§ **Description of the task**:
Once the line containing "std::fs::create_dir_all(dir)" has been written out, stop; until then, restate each line of the entries below word for word from the first.
Material to process START
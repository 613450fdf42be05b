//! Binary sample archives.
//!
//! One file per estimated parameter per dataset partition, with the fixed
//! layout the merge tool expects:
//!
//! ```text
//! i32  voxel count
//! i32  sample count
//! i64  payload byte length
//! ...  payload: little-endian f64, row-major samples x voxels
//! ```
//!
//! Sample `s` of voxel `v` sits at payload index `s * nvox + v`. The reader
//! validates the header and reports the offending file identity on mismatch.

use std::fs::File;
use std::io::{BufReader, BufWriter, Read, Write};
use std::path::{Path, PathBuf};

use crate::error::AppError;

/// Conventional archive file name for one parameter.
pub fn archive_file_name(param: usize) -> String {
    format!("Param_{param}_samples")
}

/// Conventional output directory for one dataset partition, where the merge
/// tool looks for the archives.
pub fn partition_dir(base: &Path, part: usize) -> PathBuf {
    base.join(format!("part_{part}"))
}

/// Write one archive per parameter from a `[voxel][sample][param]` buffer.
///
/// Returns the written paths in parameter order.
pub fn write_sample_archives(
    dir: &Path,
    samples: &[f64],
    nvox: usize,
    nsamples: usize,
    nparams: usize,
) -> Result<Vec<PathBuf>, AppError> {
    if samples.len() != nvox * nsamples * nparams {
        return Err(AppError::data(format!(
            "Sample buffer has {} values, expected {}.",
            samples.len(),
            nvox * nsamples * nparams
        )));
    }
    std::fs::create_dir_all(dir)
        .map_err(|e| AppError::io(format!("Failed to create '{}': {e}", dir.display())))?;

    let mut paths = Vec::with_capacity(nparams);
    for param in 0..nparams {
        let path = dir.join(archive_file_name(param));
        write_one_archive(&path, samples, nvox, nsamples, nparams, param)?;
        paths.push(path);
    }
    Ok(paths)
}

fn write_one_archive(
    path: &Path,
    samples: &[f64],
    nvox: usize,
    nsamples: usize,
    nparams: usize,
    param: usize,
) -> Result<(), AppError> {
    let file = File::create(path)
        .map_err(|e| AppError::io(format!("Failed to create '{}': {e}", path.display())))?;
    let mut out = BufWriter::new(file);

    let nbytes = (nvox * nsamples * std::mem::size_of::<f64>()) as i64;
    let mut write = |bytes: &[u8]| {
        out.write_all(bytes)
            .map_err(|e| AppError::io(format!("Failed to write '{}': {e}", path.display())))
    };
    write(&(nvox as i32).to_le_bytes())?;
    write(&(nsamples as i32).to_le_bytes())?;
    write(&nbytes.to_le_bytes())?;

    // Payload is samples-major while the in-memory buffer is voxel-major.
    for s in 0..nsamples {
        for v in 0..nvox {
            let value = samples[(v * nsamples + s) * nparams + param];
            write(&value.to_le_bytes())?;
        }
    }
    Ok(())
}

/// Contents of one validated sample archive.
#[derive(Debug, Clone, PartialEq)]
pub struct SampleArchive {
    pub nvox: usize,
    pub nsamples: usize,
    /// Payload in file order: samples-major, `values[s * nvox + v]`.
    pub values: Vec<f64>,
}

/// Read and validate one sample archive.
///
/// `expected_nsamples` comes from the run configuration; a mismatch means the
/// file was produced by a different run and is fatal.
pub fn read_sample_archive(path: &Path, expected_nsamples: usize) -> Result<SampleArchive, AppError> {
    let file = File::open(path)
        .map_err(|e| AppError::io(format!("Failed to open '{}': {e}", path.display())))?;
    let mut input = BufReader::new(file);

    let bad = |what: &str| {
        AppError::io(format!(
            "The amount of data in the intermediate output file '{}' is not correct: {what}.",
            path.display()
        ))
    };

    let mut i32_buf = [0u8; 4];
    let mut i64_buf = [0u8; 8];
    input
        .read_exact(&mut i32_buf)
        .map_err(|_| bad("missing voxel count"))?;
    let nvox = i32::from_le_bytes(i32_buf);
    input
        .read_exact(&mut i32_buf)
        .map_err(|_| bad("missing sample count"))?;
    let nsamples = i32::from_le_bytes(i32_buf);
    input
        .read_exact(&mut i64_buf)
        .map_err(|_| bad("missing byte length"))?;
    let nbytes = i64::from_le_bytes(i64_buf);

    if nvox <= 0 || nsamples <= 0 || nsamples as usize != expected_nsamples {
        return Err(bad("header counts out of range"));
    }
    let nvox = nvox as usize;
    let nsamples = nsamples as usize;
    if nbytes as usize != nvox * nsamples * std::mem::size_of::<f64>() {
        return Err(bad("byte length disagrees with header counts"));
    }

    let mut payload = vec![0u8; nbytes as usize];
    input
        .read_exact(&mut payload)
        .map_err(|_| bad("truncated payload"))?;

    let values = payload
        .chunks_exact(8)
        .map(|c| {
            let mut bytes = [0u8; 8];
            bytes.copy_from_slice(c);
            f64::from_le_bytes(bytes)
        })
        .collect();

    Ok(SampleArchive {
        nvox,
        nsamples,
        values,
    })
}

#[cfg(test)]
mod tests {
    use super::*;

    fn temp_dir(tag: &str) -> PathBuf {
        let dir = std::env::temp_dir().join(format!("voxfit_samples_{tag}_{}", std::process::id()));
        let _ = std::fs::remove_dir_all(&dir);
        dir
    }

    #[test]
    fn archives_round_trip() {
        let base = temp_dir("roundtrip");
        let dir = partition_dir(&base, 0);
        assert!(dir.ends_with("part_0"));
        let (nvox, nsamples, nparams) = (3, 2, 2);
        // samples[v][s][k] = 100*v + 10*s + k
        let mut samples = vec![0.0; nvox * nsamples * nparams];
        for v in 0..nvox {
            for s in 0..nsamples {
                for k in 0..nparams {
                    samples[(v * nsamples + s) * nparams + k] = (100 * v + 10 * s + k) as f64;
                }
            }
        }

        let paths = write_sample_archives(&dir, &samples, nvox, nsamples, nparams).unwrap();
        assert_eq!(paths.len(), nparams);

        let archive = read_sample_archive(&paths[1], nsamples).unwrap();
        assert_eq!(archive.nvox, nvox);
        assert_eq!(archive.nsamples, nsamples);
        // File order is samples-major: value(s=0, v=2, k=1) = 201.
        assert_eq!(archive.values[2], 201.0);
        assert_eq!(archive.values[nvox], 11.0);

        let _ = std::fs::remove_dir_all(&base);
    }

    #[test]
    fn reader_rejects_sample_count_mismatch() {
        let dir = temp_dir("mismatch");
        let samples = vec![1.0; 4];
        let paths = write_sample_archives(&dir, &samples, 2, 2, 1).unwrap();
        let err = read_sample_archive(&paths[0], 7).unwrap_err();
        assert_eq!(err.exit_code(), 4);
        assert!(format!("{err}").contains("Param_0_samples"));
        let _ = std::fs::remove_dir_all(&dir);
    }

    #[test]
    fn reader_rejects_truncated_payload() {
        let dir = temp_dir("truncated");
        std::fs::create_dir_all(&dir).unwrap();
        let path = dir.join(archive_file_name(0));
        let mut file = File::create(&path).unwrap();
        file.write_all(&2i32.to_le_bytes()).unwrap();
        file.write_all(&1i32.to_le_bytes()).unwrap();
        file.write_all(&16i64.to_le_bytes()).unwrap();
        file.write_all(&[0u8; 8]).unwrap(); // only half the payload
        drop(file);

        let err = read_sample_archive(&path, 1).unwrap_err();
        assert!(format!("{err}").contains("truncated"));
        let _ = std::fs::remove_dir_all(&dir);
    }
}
Material to process END
§ **Task response**:
repository 613450fdf42be05b
//! Binary sample archives.
//!
//! One file per estimated parameter per dataset partition, with the fixed
//! layout the merge tool expects:
//!
//! ```text
//! i32  voxel count
//! i32  sample count
//! i64  payload byte length
//! ...  payload: little-endian f64, row-major samples x voxels
//! ```
//!
//! Sample `s` of voxel `v` sits at payload index `s * nvox + v`. The reader
//! validates the header and reports the offending file identity on mismatch.

use std::fs::File;
use std::io::{BufReader, BufWriter, Read, Write};
use std::path::{Path, PathBuf};

use crate::error::AppError;

/// Conventional archive file name for one parameter.
pub fn archive_file_name(param: usize) -> String {
    format!("Param_{param}_samples")
}

/// Conventional output directory for one dataset partition, where the merge
/// tool looks for the archives.
pub fn partition_dir(base: &Path, part: usize) -> PathBuf {
    base.join(format!("part_{part}"))
}

/// Write one archive per parameter from a `[voxel][sample][param]` buffer.
///
/// Returns the written paths in parameter order.
pub fn write_sample_archives(
    dir: &Path,
    samples: &[f64],
    nvox: usize,
    nsamples: usize,
    nparams: usize,
) -> Result<Vec<PathBuf>, AppError> {
    if samples.len() != nvox * nsamples * nparams {
        return Err(AppError::data(format!(
            "Sample buffer has {} values, expected {}.",
            samples.len(),
            nvox * nsamples * nparams
        )));
    }
    std::fs::create_dir_all(dir)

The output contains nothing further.